* Task instructions *
Output only these lines, set down exactly: the one containing "if err.kind() == io::ErrorKind::NotFound" and each line after it through the end of the records.

### Excerpted data ###

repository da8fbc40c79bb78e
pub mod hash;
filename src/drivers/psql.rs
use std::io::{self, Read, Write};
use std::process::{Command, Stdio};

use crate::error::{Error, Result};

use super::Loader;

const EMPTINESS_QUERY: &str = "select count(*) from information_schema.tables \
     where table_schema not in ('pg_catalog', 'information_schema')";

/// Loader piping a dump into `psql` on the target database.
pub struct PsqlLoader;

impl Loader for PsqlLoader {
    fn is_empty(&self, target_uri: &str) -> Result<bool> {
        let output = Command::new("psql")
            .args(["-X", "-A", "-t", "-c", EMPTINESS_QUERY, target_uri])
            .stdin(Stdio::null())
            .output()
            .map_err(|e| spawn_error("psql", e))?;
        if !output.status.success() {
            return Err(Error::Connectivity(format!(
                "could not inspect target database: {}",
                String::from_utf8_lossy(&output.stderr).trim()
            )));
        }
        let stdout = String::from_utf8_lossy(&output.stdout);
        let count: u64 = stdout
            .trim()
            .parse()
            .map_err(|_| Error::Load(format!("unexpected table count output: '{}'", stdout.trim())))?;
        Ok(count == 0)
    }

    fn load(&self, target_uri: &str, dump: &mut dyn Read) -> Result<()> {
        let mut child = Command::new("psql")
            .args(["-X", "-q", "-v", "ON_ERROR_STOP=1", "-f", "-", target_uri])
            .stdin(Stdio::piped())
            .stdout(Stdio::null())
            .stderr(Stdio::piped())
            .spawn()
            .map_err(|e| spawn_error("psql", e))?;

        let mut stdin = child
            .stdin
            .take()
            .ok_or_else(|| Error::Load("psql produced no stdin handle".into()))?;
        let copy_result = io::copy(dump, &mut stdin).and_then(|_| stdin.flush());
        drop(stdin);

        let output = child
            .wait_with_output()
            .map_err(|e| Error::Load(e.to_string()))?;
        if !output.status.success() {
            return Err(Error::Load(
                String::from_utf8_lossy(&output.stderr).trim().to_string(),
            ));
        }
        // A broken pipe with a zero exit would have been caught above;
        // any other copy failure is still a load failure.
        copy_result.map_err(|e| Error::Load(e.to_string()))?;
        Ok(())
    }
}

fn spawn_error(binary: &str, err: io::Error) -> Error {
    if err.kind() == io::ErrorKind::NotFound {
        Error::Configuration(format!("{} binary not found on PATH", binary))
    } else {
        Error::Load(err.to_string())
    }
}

###

* Response to the task *
    if err.kind() == io::ErrorKind::NotFound {
        Error::Configuration(format!("{} binary not found on PATH", binary))
    } else {
        Error::Load(err.to_string())
    }
}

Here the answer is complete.